* **Task to complete**:
Below are some entries. Repeat exactly the lines from the one with "filename src/config.rs" through the one with "const DEFAULT_DATA_DIR: &str", and only those.

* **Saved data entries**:
◆ ◆ ◆ ◆

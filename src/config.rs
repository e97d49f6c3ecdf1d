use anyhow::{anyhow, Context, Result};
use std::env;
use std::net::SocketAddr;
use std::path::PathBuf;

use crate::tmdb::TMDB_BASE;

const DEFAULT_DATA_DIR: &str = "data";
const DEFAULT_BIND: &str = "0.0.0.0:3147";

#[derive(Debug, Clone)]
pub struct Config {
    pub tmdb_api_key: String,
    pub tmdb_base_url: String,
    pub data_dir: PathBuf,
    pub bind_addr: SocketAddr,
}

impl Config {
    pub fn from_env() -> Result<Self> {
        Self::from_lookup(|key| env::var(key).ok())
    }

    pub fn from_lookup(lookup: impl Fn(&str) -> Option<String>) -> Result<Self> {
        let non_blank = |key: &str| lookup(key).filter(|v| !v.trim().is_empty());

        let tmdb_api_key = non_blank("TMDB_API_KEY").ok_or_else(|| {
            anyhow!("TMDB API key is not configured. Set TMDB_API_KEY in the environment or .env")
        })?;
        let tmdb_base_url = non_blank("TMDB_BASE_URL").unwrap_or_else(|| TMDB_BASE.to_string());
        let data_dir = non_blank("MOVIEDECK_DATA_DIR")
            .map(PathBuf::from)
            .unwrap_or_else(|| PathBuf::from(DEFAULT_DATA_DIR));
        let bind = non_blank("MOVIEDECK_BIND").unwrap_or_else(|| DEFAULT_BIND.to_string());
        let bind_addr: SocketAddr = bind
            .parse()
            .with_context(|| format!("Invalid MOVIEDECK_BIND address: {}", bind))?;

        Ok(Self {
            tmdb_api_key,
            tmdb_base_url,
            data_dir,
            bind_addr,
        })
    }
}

◆ ◆ ◆ ◆

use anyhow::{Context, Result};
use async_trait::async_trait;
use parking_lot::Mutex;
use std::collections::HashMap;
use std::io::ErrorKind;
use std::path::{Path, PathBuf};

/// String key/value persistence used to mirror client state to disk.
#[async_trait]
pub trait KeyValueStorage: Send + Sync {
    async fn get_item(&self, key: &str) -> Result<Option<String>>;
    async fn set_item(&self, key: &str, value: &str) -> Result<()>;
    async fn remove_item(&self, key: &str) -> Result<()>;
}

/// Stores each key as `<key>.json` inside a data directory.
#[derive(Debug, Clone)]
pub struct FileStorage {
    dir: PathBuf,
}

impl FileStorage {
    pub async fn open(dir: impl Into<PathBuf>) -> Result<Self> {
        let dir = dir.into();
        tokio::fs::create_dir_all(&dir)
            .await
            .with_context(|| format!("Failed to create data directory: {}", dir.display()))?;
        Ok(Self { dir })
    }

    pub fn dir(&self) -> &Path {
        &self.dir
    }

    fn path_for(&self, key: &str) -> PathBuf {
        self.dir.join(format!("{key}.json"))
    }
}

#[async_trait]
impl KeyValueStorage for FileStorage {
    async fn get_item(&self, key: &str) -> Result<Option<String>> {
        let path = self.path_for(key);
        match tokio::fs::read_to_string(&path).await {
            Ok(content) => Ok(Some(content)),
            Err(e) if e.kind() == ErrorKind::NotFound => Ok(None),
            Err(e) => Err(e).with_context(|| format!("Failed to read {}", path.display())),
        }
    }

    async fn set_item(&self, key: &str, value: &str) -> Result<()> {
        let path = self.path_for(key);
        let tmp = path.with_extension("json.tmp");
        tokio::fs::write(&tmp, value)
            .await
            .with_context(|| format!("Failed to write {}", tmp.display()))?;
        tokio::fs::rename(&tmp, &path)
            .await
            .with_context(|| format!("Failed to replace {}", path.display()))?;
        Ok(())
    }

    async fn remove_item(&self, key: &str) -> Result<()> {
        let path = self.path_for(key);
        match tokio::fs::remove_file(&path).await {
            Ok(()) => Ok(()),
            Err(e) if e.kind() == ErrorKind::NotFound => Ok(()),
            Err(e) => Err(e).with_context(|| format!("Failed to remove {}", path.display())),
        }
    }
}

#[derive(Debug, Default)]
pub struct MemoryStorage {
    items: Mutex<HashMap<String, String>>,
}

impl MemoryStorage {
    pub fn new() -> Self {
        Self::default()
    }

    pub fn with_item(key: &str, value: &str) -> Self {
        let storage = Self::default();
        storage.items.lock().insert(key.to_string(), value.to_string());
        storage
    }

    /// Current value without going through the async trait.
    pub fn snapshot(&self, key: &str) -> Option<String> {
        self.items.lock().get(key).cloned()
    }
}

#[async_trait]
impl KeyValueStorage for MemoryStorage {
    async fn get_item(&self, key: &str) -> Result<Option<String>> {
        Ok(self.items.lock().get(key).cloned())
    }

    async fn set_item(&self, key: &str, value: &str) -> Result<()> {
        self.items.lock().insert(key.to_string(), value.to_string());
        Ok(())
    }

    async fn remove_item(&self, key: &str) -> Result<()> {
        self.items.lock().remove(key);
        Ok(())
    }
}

◆ ◆ ◆ ◆

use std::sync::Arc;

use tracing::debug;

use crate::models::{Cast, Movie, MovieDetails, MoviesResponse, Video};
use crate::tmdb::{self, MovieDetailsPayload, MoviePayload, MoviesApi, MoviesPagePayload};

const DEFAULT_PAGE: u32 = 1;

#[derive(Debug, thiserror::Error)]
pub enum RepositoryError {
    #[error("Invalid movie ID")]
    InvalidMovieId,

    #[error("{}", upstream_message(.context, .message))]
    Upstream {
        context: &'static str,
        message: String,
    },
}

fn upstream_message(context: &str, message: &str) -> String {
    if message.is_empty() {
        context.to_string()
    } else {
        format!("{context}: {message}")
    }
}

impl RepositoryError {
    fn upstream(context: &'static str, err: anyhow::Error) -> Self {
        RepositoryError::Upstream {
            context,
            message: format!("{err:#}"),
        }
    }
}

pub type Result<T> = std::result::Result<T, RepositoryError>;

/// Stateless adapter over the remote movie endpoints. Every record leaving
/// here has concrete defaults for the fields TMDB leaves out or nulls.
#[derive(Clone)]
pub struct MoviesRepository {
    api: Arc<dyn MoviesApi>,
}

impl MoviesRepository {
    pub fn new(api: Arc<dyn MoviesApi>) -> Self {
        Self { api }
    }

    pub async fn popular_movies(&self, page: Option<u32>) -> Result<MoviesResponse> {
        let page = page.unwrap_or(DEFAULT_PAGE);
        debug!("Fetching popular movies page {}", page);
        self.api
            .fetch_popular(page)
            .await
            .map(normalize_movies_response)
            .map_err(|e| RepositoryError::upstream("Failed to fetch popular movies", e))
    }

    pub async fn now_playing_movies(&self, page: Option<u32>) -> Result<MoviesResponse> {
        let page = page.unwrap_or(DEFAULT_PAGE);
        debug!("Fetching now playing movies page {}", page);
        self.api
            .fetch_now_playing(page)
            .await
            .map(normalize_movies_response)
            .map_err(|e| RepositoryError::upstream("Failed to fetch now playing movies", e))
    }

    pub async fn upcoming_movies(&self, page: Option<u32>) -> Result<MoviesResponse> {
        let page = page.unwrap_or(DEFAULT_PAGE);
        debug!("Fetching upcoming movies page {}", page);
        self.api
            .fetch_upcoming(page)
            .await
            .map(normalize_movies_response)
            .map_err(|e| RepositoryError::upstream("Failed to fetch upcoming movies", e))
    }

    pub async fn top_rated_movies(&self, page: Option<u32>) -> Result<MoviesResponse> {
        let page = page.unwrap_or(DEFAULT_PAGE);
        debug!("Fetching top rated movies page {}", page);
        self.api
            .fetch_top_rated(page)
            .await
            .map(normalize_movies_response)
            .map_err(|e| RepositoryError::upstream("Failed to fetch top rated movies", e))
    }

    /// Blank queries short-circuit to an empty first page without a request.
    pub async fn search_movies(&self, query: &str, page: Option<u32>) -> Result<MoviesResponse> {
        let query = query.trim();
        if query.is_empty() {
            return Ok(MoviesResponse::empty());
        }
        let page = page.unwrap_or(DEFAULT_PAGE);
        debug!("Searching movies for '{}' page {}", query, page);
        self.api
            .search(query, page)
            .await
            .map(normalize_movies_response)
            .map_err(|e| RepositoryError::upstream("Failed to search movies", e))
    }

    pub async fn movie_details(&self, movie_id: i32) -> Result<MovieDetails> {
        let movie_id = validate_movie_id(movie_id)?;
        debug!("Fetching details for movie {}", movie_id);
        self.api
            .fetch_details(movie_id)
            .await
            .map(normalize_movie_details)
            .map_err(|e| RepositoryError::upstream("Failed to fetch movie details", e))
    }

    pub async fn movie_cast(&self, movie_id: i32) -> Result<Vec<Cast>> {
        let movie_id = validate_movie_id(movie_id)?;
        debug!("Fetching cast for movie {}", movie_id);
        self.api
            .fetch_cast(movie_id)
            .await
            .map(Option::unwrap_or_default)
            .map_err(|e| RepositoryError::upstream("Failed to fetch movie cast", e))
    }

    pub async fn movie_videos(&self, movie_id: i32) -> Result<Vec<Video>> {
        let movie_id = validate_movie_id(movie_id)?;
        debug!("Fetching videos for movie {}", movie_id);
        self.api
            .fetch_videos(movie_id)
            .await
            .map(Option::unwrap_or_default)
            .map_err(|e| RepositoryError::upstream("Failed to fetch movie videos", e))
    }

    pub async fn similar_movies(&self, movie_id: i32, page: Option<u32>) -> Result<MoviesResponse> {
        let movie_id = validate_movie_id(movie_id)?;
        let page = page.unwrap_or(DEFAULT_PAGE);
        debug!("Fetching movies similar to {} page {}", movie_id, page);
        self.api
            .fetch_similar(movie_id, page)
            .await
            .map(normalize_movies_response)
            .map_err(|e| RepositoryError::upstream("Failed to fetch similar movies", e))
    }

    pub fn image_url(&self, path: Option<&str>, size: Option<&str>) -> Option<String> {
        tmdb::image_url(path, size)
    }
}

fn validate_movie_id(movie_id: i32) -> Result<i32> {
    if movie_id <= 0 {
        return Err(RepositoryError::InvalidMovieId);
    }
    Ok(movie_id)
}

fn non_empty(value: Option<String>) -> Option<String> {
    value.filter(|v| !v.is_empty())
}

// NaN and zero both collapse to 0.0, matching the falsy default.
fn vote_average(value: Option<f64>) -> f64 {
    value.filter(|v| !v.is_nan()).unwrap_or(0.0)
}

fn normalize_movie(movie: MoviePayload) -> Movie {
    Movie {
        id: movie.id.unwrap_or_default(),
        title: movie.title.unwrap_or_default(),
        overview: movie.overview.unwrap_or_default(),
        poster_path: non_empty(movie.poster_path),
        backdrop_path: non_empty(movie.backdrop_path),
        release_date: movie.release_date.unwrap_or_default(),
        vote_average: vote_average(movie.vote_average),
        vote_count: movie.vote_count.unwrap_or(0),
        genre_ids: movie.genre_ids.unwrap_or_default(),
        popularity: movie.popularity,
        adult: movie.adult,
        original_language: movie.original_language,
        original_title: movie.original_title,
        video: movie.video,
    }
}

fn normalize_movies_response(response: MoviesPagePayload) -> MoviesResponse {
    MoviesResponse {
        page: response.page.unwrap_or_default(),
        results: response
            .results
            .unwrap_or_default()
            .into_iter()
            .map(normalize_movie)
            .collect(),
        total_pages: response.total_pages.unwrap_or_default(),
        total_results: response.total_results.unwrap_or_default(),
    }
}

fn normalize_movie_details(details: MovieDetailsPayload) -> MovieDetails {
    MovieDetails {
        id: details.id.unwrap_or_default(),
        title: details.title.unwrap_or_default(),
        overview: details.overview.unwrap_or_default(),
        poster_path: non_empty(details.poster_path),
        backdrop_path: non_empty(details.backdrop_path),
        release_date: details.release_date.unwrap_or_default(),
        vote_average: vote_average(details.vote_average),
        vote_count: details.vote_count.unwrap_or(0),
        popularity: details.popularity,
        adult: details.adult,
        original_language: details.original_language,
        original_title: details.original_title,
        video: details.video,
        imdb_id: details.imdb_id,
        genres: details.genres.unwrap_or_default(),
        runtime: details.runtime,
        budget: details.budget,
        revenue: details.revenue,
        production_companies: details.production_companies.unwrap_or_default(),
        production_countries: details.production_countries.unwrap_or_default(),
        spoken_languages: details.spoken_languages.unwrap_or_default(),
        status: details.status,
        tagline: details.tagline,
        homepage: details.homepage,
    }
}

◆ ◆ ◆ ◆

* **Problem solution**:
filename src/config.rs
repository e97d49f6c3ecdf1d
use anyhow::{anyhow, Context, Result};
use std::env;
use std::net::SocketAddr;
use std::path::PathBuf;

use crate::tmdb::TMDB_BASE;

const DEFAULT_DATA_DIR: &str = "data";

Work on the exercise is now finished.